Вечером в городе была великолепная иллюминация, бесчисленные толпы народа покрывали улицы и площади и в первый, кажется, раз по возобновлении играли в театре. Перед началом представления оркестром Финляндского полка был исполнен народный гимн: «Боже царя храни», который три раза заставили повторить при громком неумолкаемом «ура».

Тут только, в эти минуты, мы, равнодушные петербургские космополиты среди враждебной нам среды, начали чувствовать себя русскими и проникаться самым горячим патриотизмом.

27-го июля так близко следовало за описанным мною торжеством, что может почитаться как бы его дополнением. По случаю дня рождения Государыни снова все собрались в генерал-губернаторский дворец, но в этот день Виленское дворянство чрез депутацию из 15-ти человек, имевшую во главе губернского предводителя, просило начальника края представить Его Величеству письмо с выражением раскаяния и с заявлением верноподданнических чувств. Минута была торжественная. Генерал-губернатор принял адрес, подписанным уже 230 почетнейшими дворянами и согласился представить его Государю; но вместе с тем напомнил дворянству, какую важность должно иметь это заявление, и что затем им следует действиями своими доказать, что они отрекаются от революционной партии и во всем намерены содействовать правительству для восстановления спокойствия в крае. Губернский предводитель заявил при этом, что подписка на особых листах продолжается по уездам и идет успешно.

Немедленно была отправлена государю в Царское Село телеграмма с извещением об этом событии и о содержании адреса. Самый же адрес при пространном донесении отправлен к его величеству в тот же вечер с ротмистром кавалергардского полка, князем Шаховским. На телеграмму был в тот же день получен благосклонный ответ государя. Затем несколько времени спустя его величество удостоил генерала Муравьева милостивым по этому случаю рескриптом, а князь Шаховской был назначен флигель-адъютантом.

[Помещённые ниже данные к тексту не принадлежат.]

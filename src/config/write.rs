//! Writing a fresh unattended config file, preserving any existing one.
//!
//! The write sequence is: rename any pre-existing file at the target path
//! to a collision-free backup name in the same directory, then atomically
//! write the new content (temp file + rename). The old content survives
//! under the backup name even if the new write fails, and the target path
//! never holds a half-written file.
//!
//! Concurrent writes to the same path race at the filesystem level (last
//! rename wins); callers needing exclusion must provide their own.

use super::load::{
    BLOCK_DEVICE_KEY, FILENAME_KEY, IMAGE_SECTION, LOCALE_KEY, PRODUCT_KEY, SETTINGS_SECTION,
    VENDOR_KEY,
};
use crate::error::WriteError;
use crate::fs::atomic_write;
use crate::keyfile::Builder;
use chrono::Local;
use std::fs;
use std::path::Path;

/// Field values to serialize. `None` fields are omitted from the file
/// entirely rather than written as empty keys, so a subsequent load
/// round-trips to the same optionality.
#[derive(Debug, Clone, Copy, Default)]
pub struct ConfigFields<'a> {
    pub locale: Option<&'a str>,
    pub image_filename: Option<&'a str>,
    pub block_device: Option<&'a str>,
    pub vendor: Option<&'a str>,
    pub product: Option<&'a str>,
}

/// Serialize `fields` to `path`, backing up any existing file first.
///
/// Returns the file name of the backup when one was made, or `None` when
/// nothing pre-existed at `path`. At most one `[Computer 1]` section is
/// emitted, driven by whether vendor/product are supplied; this writer
/// never appends to multi-computer files.
pub fn write_config<P: AsRef<Path>>(
    path: P,
    fields: &ConfigFields<'_>,
) -> Result<Option<String>, WriteError> {
    let path = path.as_ref();

    // Validate before touching the filesystem: a rejected write must not
    // have renamed anything away.
    check_writable(LOCALE_KEY, fields.locale)?;
    check_writable(VENDOR_KEY, fields.vendor)?;
    check_writable(PRODUCT_KEY, fields.product)?;
    check_writable(FILENAME_KEY, fields.image_filename)?;
    check_writable(BLOCK_DEVICE_KEY, fields.block_device)?;

    if path.is_dir() {
        return Err(WriteError::TargetIsDirectory {
            path: path.to_owned(),
        });
    }

    let backup = if path.exists() {
        Some(back_up_existing(path)?)
    } else {
        None
    };

    atomic_write(path, render(fields).as_bytes()).map_err(|e| WriteError::Write {
        path: path.to_owned(),
        source: e,
    })?;

    Ok(backup)
}

/// A value containing a line break would terminate its `key=value` line
/// early and turn the remainder into sections or keys the caller never
/// supplied, so such values are rejected up front.
fn check_writable(key: &'static str, value: Option<&str>) -> Result<(), WriteError> {
    match value {
        Some(v) if v.contains(['\n', '\r']) => Err(WriteError::UnwritableValue { key }),
        _ => Ok(()),
    }
}

/// Rename the existing file at `path` out of the way, returning the
/// backup's file name.
fn back_up_existing(path: &Path) -> Result<String, WriteError> {
    let basename = path
        .file_name()
        .and_then(|n| n.to_str())
        .ok_or_else(|| WriteError::InvalidPath {
            path: path.to_owned(),
        })?;
    let parent = path.parent().unwrap_or(Path::new(""));

    let stamp = Local::now().format("%Y%m%d-%H%M%S").to_string();
    let mut backup = derive_backup_name(basename, &stamp);
    let mut attempt = 1;
    while parent.join(&backup).exists() {
        attempt += 1;
        backup = derive_backup_name(basename, &format!("{stamp}-{attempt}"));
    }

    fs::rename(path, parent.join(&backup)).map_err(|e| WriteError::Backup {
        path: path.to_owned(),
        backup: backup.clone(),
        source: e,
    })?;

    Ok(backup)
}

/// Derive a backup file name from `basename`, inserting `uniquifier`
/// before the extension so the extension (if any) is preserved:
/// `unattended.ini` becomes `unattended.<uniquifier>.ini`, `unattended`
/// becomes `unattended.<uniquifier>`. Pure string logic, no filesystem
/// access.
pub fn derive_backup_name(basename: &str, uniquifier: &str) -> String {
    match basename.rsplit_once('.') {
        Some((stem, extension)) if !stem.is_empty() => {
            format!("{stem}.{uniquifier}.{extension}")
        }
        _ => format!("{basename}.{uniquifier}"),
    }
}

fn render(fields: &ConfigFields<'_>) -> String {
    let mut builder = Builder::new();

    if let Some(locale) = fields.locale {
        builder.section(SETTINGS_SECTION);
        builder.entry(LOCALE_KEY, locale);
    }

    if fields.vendor.is_some() || fields.product.is_some() {
        builder.section("Computer 1");
        if let Some(vendor) = fields.vendor {
            builder.entry(VENDOR_KEY, vendor);
        }
        if let Some(product) = fields.product {
            builder.entry(PRODUCT_KEY, product);
        }
    }

    if fields.image_filename.is_some() || fields.block_device.is_some() {
        builder.section(IMAGE_SECTION);
        if let Some(filename) = fields.image_filename {
            builder.entry(FILENAME_KEY, filename);
        }
        if let Some(pattern) = fields.block_device {
            builder.entry(BLOCK_DEVICE_KEY, pattern);
        }
    }

    builder.finish()
}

В тот же вечер 27-го июля офицерами Преображенского полка был устроен на вершине Замковой горы, в виду всего города, великолепный фейерверк; ничего эффектнее мне никогда не приходилось видеть: положение горы, темнота вечера и тишина погоды - все тому благоприятствовало; в разных местах на площадях, равно как в Ботаническом саду, играло несколько полковых оркестров, на улицах слышалась веселая речь; поляки как-то не дичились в этот день и выказывали желание поддержать свое заявление возможно торжественнее. Смешно сознаться, но я вместе с несколькими людьми, подобно каким-нибудь тайным агентам, рыскал по улицам и площадям, из театра в сад, и при встрече друг с другом на улицах, буквально залитых огнем иллюминации, как-то крепче пожимали мы друг другу руки и сознавали, что вокруг нас совершалось. Шаг был сделан - надо было идти вперед.

Описанные мною торжества и особенно подача адреса Виленским дворянством были слишком очевидными результатами распоряжений правительства, и революционная партия, чуя приближение своей гибели, должна была решиться на отчаянную попытку и террором остановить начавшееся движение в пользу законной власти. Все это чувствовали, но никто не мог предугадать откуда направится удар.

29-го июля рано утром по городу разнеслась весть, что маршалка убили; трудно было понять, что это значит, а потому я немедленно отправился во дворец. Выходя из квартиры, заметил я необыкновенное движение. Немецкая улица, постоянно полная грязных евреев, была занята полицией, казаками и войском; скакали верховые - тут только я догадался в чем дело и что покушение было на жизнь губернского предводителя Домейко; вскоре в канцелярию нашу стали прибывать разные лица с места действия, принося различные по делу подробности; оказывалось, что в 8-м часу утра неизвестный человек явился к Домейко под предлогом подачи просьбы. Слуга просил его обождать, пока доложит. Губернский предводитель только что встал и еще в халате вышел в приемную, куда велел впустить и пришедшего. Слуга тем временем остался в большой прихожей, над лестницей, где растворял окна. Услыша внезапный крик в соседней комнате, он бросается туда и в дверях сталкивается с убийцей, у которого в руках окровавленный кинжал. Он стал было сопротивляться; но при виде кинжала ужас им овладел и он, весь израненный в грудь и в бок, упал замертво. Убийца скрылся.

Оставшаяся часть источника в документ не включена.